Clearly, Sullivan threw himself into making EMN a success because his heart was truly in it; his music bona fides are, indeed, impossible to overstate. Between 1971 and 1982, he founded and directed the Sullivan Chamber Ensemble, “the most active small performing organization in the area,” he says. From 1985-1992, he served as executive producer and director of liturgical drama at Cathedral of St. John the Evangelist, “presenting what became an alternative Christmas presentation that drew audiences of close to 5,000,” he recalls. (What those concerts entailed were alternating performances of the medieval Latin liturgical drama, Play of Daniel, with Benjamin Britten’s 1948 cantata, Saint Nicolas.) In addition—and overlapping several of the important occupations previously mentioned—Sullivan has been a vocal coach with UW-Milwaukee’s Professional Theatre Training Program, founder of the Plymouth Chorale and, today, continues on as Chapel Musician at St. John’s On The Lake. 

“These years of working to promote other artists have been very rewarding, but I have missed performing and conducting and hope to exercise some of those muscles in the coming years,” says Sullivan, who is clearly not ready to retire in any sense of the word. “I feel that I am leaving EMN in excellent artistic and financial shape to support new ideas in the future.” He most certainly looks back upon his leadership of Early Music Now as a successful chapter in his musical life, though, as we see, not the final chapter at all.

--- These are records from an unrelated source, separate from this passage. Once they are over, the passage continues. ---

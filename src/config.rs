use std::collections::HashMap;
use std::str::FromStr;
use thiserror::Error;

use crate::domain::Email;

#[derive(Debug, Clone)]
pub struct Config {
    pub port: u16,
    pub database_path: String,
    pub access_token_secret: String,
    pub token_ttl_hours: i64,
    /// The single platform account that collects commission income.
    pub admin_email: Email,
    pub cors_origins: Vec<String>,
    pub payment_api_url: String,
    pub payment_secret_key: String,
    pub payment_currency: String,
}

#[derive(Debug, Error)]
pub enum ConfigError {
    #[error("Missing required environment variable: {0}")]
    MissingEnv(String),
    #[error("Invalid value for {0}: {1}")]
    InvalidValue(String, String),
}

const MIN_TOKEN_TTL_HOURS: i64 = 1;
const MAX_TOKEN_TTL_HOURS: i64 = 10;

impl Config {
    pub fn from_env() -> Result<Self, ConfigError> {
        Self::from_env_map(std::env::vars().collect())
    }

    pub fn from_env_map(env_map: HashMap<String, String>) -> Result<Self, ConfigError> {
        let port = env_map
            .get("PORT")
            .map(|s| s.as_str())
            .unwrap_or("8080")
            .parse::<u16>()
            .map_err(|_| {
                ConfigError::InvalidValue("PORT".to_string(), "must be a valid u16".to_string())
            })?;

        let database_path = required(&env_map, "DATABASE_PATH")?;
        let access_token_secret = required(&env_map, "ACCESS_TOKEN_SECRET")?;
        if access_token_secret.trim().is_empty() {
            return Err(ConfigError::InvalidValue(
                "ACCESS_TOKEN_SECRET".to_string(),
                "must not be empty".to_string(),
            ));
        }

        let token_ttl_hours = env_map
            .get("TOKEN_TTL_HOURS")
            .map(|s| s.as_str())
            .unwrap_or("1")
            .parse::<i64>()
            .ok()
            .filter(|h| (MIN_TOKEN_TTL_HOURS..=MAX_TOKEN_TTL_HOURS).contains(h))
            .ok_or_else(|| {
                ConfigError::InvalidValue(
                    "TOKEN_TTL_HOURS".to_string(),
                    format!(
                        "must be an integer between {} and {}",
                        MIN_TOKEN_TTL_HOURS, MAX_TOKEN_TTL_HOURS
                    ),
                )
            })?;

        let admin_email = Email::from_str(&required(&env_map, "ADMIN_EMAIL")?).map_err(|e| {
            ConfigError::InvalidValue("ADMIN_EMAIL".to_string(), e.to_string())
        })?;

        let cors_origins = parse_cors_origins_from_map(&env_map);

        let payment_api_url = env_map
            .get("PAYMENT_API_URL")
            .cloned()
            .unwrap_or_else(|| "https://api.stripe.com".to_string())
            .trim_end_matches('/')
            .to_string();
        let payment_secret_key = required(&env_map, "PAYMENT_SECRET_KEY")?;
        let payment_currency = env_map
            .get("PAYMENT_CURRENCY")
            .map(|s| s.trim().to_lowercase())
            .unwrap_or_else(|| "usd".to_string());

        Ok(Config {
            port,
            database_path,
            access_token_secret,
            token_ttl_hours,
            admin_email,
            cors_origins,
            payment_api_url,
            payment_secret_key,
            payment_currency,
        })
    }
}

fn required(env_map: &HashMap<String, String>, key: &str) -> Result<String, ConfigError> {
    env_map
        .get(key)
        .cloned()
        .ok_or_else(|| ConfigError::MissingEnv(key.to_string()))
}

fn parse_cors_origins_from_map(env_map: &HashMap<String, String>) -> Vec<String> {
    match env_map.get("CORS_ORIGINS") {
        Some(origins) => origins
            .split(',')
            .map(|s| s.trim().to_string())
            .filter(|s| !s.is_empty())
            .collect(),
        None => vec!["http://localhost:5173".to_string()],
    }
}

“Early Music Now was founded very early in the burgeoning of interest in early music and has become widely regarded as one of the most creative and successful early music presenting organizations in the U.S.,” Sullivan explains, adding that it “attracts the finest and most creative period musicians for concerts and outreach events.” He attributes much of the success of the organization to its growing, devoted audience members.

“Visiting artists frequently comment on the size and musical sophistication of our audiences, noting that this is unusual for a city of Milwaukee’s size,” he says. “Concert audiences are frequently close to capacity, and for major artists, often sold out.” Perhaps they are in on a secret that deserves to be exposed widely: Through Early Music Now, Milwaukeeans have “an opportunity and a privilege enjoyed by only a few cities in the U.S. In fact, EMN is the only music presenter in the Midwest and one of the few in the country to focus on performances of Medieval, Renaissance and early-Baroque music,” according to Sullivan.

“It was Early Music Now’s great good fortune when Charles Q. Sullivan accepted the position of executive and artistic director in 2001,” comments Katherine Lambert. “He brought to the job a unique combination of attributes and experience—knowledge of music and its historical context and performance practices; fundraising, business, communications and administration skills; a wide network of contacts; and a deep understanding of the arts in the Greater Milwaukee area.”

This is not, at all, a goodbye and fare-thee-well. Sullivan is at St. John’s On The Lake, and look for him performing and conducting concerts in our community for what we can only hope will be quite some time to come.